During the nineteenth-century potato famine in Ireland, my great-grandfather, Charles Sproul, fled his native land to seek refuge in America. He left his thatched roof and mud floor cottage in a northern Ireland village and made his way barefoot to Dublin—to the wharf from which he sailed to New York. After registering as an immigrant at Ellis Island, he made his way west to Pittsburgh, where a large colony of Scots-Irish people had settled. They were drawn to that site by the industrial steel mills led by the Scot, Andrew Carnegie.
My great-grandfather died in Pittsburgh in 1910, but not until he instilled a profound love for the tradition and yore of Ireland in his sons and grandsons. Thirty years ago, one of my cousins made a pilgrimage to north Ireland to seek his roots in the town from which our great-grandfather came. As he inquired about the whereabouts of any Sprouls, he was told by an elderly gentleman that the last surviving member of our family had perished when he stumbled on his way home from the local pub in a profound state of inebriation. He fell into a canal and drowned.
This leaves us with the stereotype of the Irish as hard-drinking, two-fisted men, who consider bricks to be “Irish confetti.” This caricature of the Irish, however, obscures some very important dimensions of Irish history. In the eighth century, missionary settlers to Ireland were very important to the Christianization of the British Isles that had been inhabited largely by pagans and barbarians. The monasteries in Ireland were noted for their devotion to scholarship, for copying biblical texts, and especially for adorning the biblical texts with magnificent illuminations. Their passion for scholarship and art quickly spread to Great Britain where the codification of ancient law was established, which has made an impact even on our land to this day.
One of the most important scholars of this period was a man called Bede, known as the “Venerable.” He resided in England and is considered to be the first great European historian. The Irish also produced a masterpiece that combined scholarship and beauty in the famous Book of Kells.

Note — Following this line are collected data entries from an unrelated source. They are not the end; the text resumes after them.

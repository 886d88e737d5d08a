use anyhow::Context;
use clap::Args;
use flatknn::query::QueryEngine;

use crate::commands::ScanOpts;
use crate::input::{open_rows, parse_array};
use crate::output::{render, Hit, OutputFormat};

#[derive(Args, Clone, Debug)]
pub struct TableArgs {
    /// Query vector as JSON, e.g. '[0.0, 1.5]', or @file.json
    #[arg(long, short)]
    pub query: String,

    /// Row file: JSON lines of {"id", "embedding"}, or .fvecs
    #[arg(long)]
    pub rows: String,

    /// Identifier of the first record in an .fvecs file
    #[arg(long, default_value_t = 0)]
    pub first_id: i32,

    /// Neighbors to return
    #[arg(short, default_value_t = 10)]
    pub k: i64,

    /// Include distances
    #[arg(long)]
    pub scores: bool,

    #[arg(long, value_enum, default_value_t = OutputFormat::Json)]
    pub format: OutputFormat,
}

pub fn execute(args: &TableArgs, scan: &ScanOpts) -> anyhow::Result<Vec<Hit>> {
    let query = parse_array(&args.query).context("Failed to parse query")?;
    let mut source = open_rows(&args.rows, args.first_id);

    let engine = QueryEngine::new(scan.config());
    let hits = engine
        .search_table_scored(&mut source, &query, args.k)
        .with_context(|| format!("Search over {} failed", args.rows))?;

    Ok(hits
        .iter()
        .enumerate()
        .map(|(rank, hit)| Hit {
            rank: rank + 1,
            key: i64::from(hit.id.0),
            distance: hit.distance,
        })
        .collect())
}

pub fn run(args: &TableArgs, scan: &ScanOpts) -> anyhow::Result<()> {
    let hits = execute(args, scan)?;
    tracing::info!("{} neighbors", hits.len());
    println!("{}", render(&hits, "id", args.scores, args.format));
    Ok(())
}
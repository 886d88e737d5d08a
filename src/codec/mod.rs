// Copyright (c) 2025 Varshith Gudur. Licensed under AGPLv3.
//! Host array model and the codec that turns it into plain buffers.
//!
//! The search core only ever sees [`Vector`]s and `&[f32]`. Whatever the host
//! environment uses to represent arrays is described by [`RawArray`] and goes
//! through an [`ArrayCodec`] on the way in and on the way out.

pub mod json;

use crate::error::{KnnError, Result};
use crate::types::vector::Vector;

#[derive(Clone, Copy, Debug, PartialEq, Eq)]
pub enum ElementType {
    Float4,
    Float8,
    Int4,
    Int8,
    Bool,
    Text,
}

impl ElementType {
    pub fn name(&self) -> &'static str {
        match self {
            ElementType::Float4 => "float4",
            ElementType::Float8 => "float8",
            ElementType::Int4 => "int4",
            ElementType::Int8 => "int8",
            ElementType::Bool => "bool",
            ElementType::Text => "text",
        }
    }
}

/// A single array slot as the host stores it.
#[derive(Clone, Debug, PartialEq)]
pub enum Datum {
    Null,
    Float4(f32),
    Float8(f64),
    Int4(i32),
    Int8(i64),
    Bool(bool),
    Text(String),
}

impl Datum {
    /// `None` for `Null`, which carries no type of its own.
    pub fn element_type(&self) -> Option<ElementType> {
        match self {
            Datum::Null => None,
            Datum::Float4(_) => Some(ElementType::Float4),
            Datum::Float8(_) => Some(ElementType::Float8),
            Datum::Int4(_) => Some(ElementType::Int4),
            Datum::Int8(_) => Some(ElementType::Int8),
            Datum::Bool(_) => Some(ElementType::Bool),
            Datum::Text(_) => Some(ElementType::Text),
        }
    }
}

/// Host-side array: shape, declared element type, and row-major elements.
#[derive(Clone, Debug, PartialEq)]
pub struct RawArray {
    pub dims: Vec<usize>,
    pub element_type: ElementType,
    pub elements: Vec<Datum>,
}

impl RawArray {
    pub fn new(dims: Vec<usize>, element_type: ElementType, elements: Vec<Datum>) -> Self {
        Self { dims, element_type, elements }
    }

    /// 1-D `float4` array without nulls.
    pub fn float4(values: &[f32]) -> Self {
        Self::new(
            vec![values.len()],
            ElementType::Float4,
            values.iter().map(|v| Datum::Float4(*v)).collect(),
        )
    }

    /// 1-D `float4` array where `None` becomes a NULL slot.
    pub fn float4_nullable(values: &[Option<f32>]) -> Self {
        Self::new(
            vec![values.len()],
            ElementType::Float4,
            values
                .iter()
                .map(|v| v.map_or(Datum::Null, Datum::Float4))
                .collect(),
        )
    }

    /// 1-D `int4` array.
    pub fn int4(values: &[i32]) -> Self {
        Self::new(
            vec![values.len()],
            ElementType::Int4,
            values.iter().map(|v| Datum::Int4(*v)).collect(),
        )
    }

    pub fn ndim(&self) -> usize {
        self.dims.len()
    }

    pub fn len(&self) -> usize {
        self.elements.len()
    }

    pub fn is_empty(&self) -> bool {
        self.elements.is_empty()
    }
}

/// Conversion between host arrays and the core's buffers.
pub trait ArrayCodec {
    /// Validate a host array and copy it out as a vector. Must not touch the source.
    fn decode_vector(&self, array: &RawArray) -> Result<Vector>;

    /// Build the host array returned to the caller.
    fn encode_ids(&self, ids: &[i32]) -> RawArray;
}

/// Accepts exactly one-dimensional, NULL-free `float4` arrays.
#[derive(Clone, Copy, Debug, Default)]
pub struct Float4Codec;

impl ArrayCodec for Float4Codec {
    fn decode_vector(&self, array: &RawArray) -> Result<Vector> {
        if array.ndim() != 1 {
            return Err(KnnError::Shape { ndim: array.ndim() });
        }

        if array.element_type != ElementType::Float4 {
            return Err(KnnError::Type {
                expected: ElementType::Float4.name(),
                found: array.element_type.name(),
            });
        }

        if array.dims[0] != array.elements.len() {
            return Err(KnnError::LengthMismatch {
                what: "array element count".to_string(),
                expected: array.dims[0],
                found: array.elements.len(),
            });
        }

        let mut out = Vec::with_capacity(array.elements.len());
        for (i, datum) in array.elements.iter().enumerate() {
            match datum {
                Datum::Float4(v) => out.push(*v),
                Datum::Null => {
                    return Err(KnnError::NullElement {
                        what: format!("array element {}", i),
                    })
                }
                other => {
                    // Declared float4 but holding something else.
                    return Err(KnnError::Type {
                        expected: ElementType::Float4.name(),
                        found: other.element_type().map_or("null", |t| t.name()),
                    });
                }
            }
        }

        Ok(Vector::new(out))
    }

    fn encode_ids(&self, ids: &[i32]) -> RawArray {
        RawArray::int4(ids)
    }
}
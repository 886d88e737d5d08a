use crate::adapters::fvecs::{read_fvecs, read_fvecs_flat, write_fvecs, FvecsSource};
use crate::adapters::jsonl::{parse_rows, JsonLinesSource};
use crate::codec::RawArray;
use crate::error::ErrorKind;
use crate::source::{MemoryRowSource, RowSource, SourceRow};
use std::io::{Cursor, Write};

#[test]
fn test_memory_source_repeatable() {
    let mut src = MemoryRowSource::from_pairs(vec![(10, vec![0.0f32, 0.0]), (20, vec![1.0f32, 1.0])]);
    let first = src.fetch().unwrap();
    let second = src.fetch().unwrap();
    assert_eq!(first, second);
    assert_eq!(first[1], SourceRow::new(20, &[1.0, 1.0]));
}

#[test]
fn test_jsonl_parse() {
    let text = "{\"id\": 1, \"embedding\": [0.5, 1.0]}\n\n{\"id\": null, \"embedding\": [2]}\n{\"id\": 3}\n";
    let rows = parse_rows(Cursor::new(text)).unwrap();
    assert_eq!(rows.len(), 3);
    assert_eq!(rows[0], SourceRow::new(1, &[0.5, 1.0]));
    assert_eq!(rows[1].id, None);
    assert_eq!(rows[1].embedding, Some(RawArray::float4(&[2.0])));
    assert_eq!(rows[2].embedding, None);
}

#[test]
fn test_jsonl_bad_line_names_line() {
    let text = "{\"id\": 1, \"embedding\": [0.5]}\n{not json}\n";
    let err = parse_rows(Cursor::new(text)).unwrap_err();
    assert_eq!(err.kind(), ErrorKind::DataSource);
    assert!(err.to_string().contains("line 2"));
}

#[test]
fn test_jsonl_file_source() {
    let mut file = tempfile::NamedTempFile::new().unwrap();
    writeln!(file, "{{\"id\": 7, \"embedding\": [1, 2, 3]}}").unwrap();
    let mut src = JsonLinesSource::new(file.path());
    let rows = src.fetch().unwrap();
    assert_eq!(rows, vec![SourceRow::new(7, &[1.0, 2.0, 3.0])]);
}

#[test]
fn test_jsonl_missing_file() {
    let mut src = JsonLinesSource::new("/nonexistent/rows.jsonl");
    assert_eq!(src.fetch().unwrap_err().kind(), ErrorKind::DataSource);
}

#[test]
fn test_fvecs_roundtrip_and_ids() {
    let dir = tempfile::tempdir().unwrap();
    let path = dir.path().join("base.fvecs");
    let records = vec![vec![0.0f32, 0.0], vec![1.0, 1.0], vec![5.0, 5.0]];
    write_fvecs(std::fs::File::create(&path).unwrap(), &records).unwrap();

    let rows = FvecsSource::with_first_id(&path, 100).fetch().unwrap();
    let ids: Vec<Option<i32>> = rows.iter().map(|r| r.id).collect();
    assert_eq!(ids, vec![Some(100), Some(101), Some(102)]);

    let (n, d, data) = read_fvecs_flat(&path).unwrap();
    assert_eq!((n, d), (3, 2));
    assert_eq!(data, vec![0.0, 0.0, 1.0, 1.0, 5.0, 5.0]);
}

#[test]
fn test_fvecs_truncated() {
    let mut buf = Vec::new();
    write_fvecs(&mut buf, &[vec![1.0f32, 2.0]]).unwrap();
    buf.truncate(buf.len() - 2);
    let err = read_fvecs(Cursor::new(buf)).unwrap_err();
    assert!(err.to_string().contains("record 0"));
}

#[test]
fn test_fvecs_oversized_header_rejected() {
    use crate::config::MAX_DIMENSION;

    // Header claims i32::MAX floats, followed by a single value.
    let mut buf = i32::MAX.to_le_bytes().to_vec();
    buf.extend_from_slice(&1.0f32.to_le_bytes());
    let err = read_fvecs(Cursor::new(buf)).unwrap_err();
    assert_eq!(err.kind(), ErrorKind::DataSource);
    assert!(err.to_string().contains("exceeds maximum"));

    let mut buf = ((MAX_DIMENSION + 1) as i32).to_le_bytes().to_vec();
    buf.extend_from_slice(&[0u8; 8]);
    assert_eq!(read_fvecs(Cursor::new(buf)).unwrap_err().kind(), ErrorKind::DataSource);
}

#[test]
fn test_fvecs_flat_ragged() {
    let dir = tempfile::tempdir().unwrap();
    let path = dir.path().join("ragged.fvecs");
    write_fvecs(
        std::fs::File::create(&path).unwrap(),
        &[vec![1.0f32, 2.0], vec![3.0]],
    )
    .unwrap();
    let err = read_fvecs_flat(&path).unwrap_err();
    assert!(err.to_string().contains("record 1 has dimension 1, expected 2"));
}

#[test]
fn test_jsonl_ragged_embedding_is_shape_error() {
    let text = "{\"id\": 1, \"embedding\": [[0.5], [1.0, 2.0]]}\n";
    assert_eq!(parse_rows(Cursor::new(text)).unwrap_err().kind(), ErrorKind::Shape);
}
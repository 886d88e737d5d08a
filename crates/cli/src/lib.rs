// Copyright (c) 2025 Varshith Gudur. Licensed under AGPLv3.
pub mod commands;
pub mod input;
pub mod output;
pub mod telemetry;
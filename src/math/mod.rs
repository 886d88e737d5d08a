// Copyright (c) 2025 Varshith Gudur. Licensed under AGPLv3.
pub mod l2;
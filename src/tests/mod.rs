pub mod dataset_tests;
pub mod source_tests;
pub mod e2e_tests;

But it was in the second part of the eighth century that the great impetus for a revival of scholarship took place. It was under the reign of Charles the Great (Charlemagne), crowned as the first holy Roman emperor, that a new revival of arts and sciences took place. This revival, called the “Carolingian Renaissance,” foreshadowed the great Renaissance that would sweep through Europe in the late Middle Ages, beginning chiefly with the work of the Medici patrons in Italy, which found its zenith in the labors of Lorenzo the Magnificent.
Since all truth is God’s truth, all aspects of scientific inquiry are to be within the province of biblical and Christian learning.
In the Holy Roman Empire of the eighth century, Charlemagne was determined to recover the best of classical and biblical learning. He became a patron of scholarship and appointed as his chief intellectual assistant Alcuin, who was from Great Britain. Charlemagne was one of the most illustrious members of the Carolingian dynasty that began with his father, Pepin the Short, and lasted until the tenth century. The Renaissance was a recovery of classical language and biblical truth. The later Renaissance at the time of the sixteenth century with its most famous personage, Erasmus of Rotterdam, found its motto in the words ad fontes, that is, “to the sources.” The motto declared the intent of the scholars of that day to return to the wellspring—“to the sources” of ancient philosophy, culture, and especially the biblical languages. So a renewed study of the Greek philosophers, Plato and Aristotle, coupled with a zeal for the recovery of the biblical languages, spearheaded both the later Renaissance as well as the Carolingian Renaissance that came about under the leadership of Charlemagne.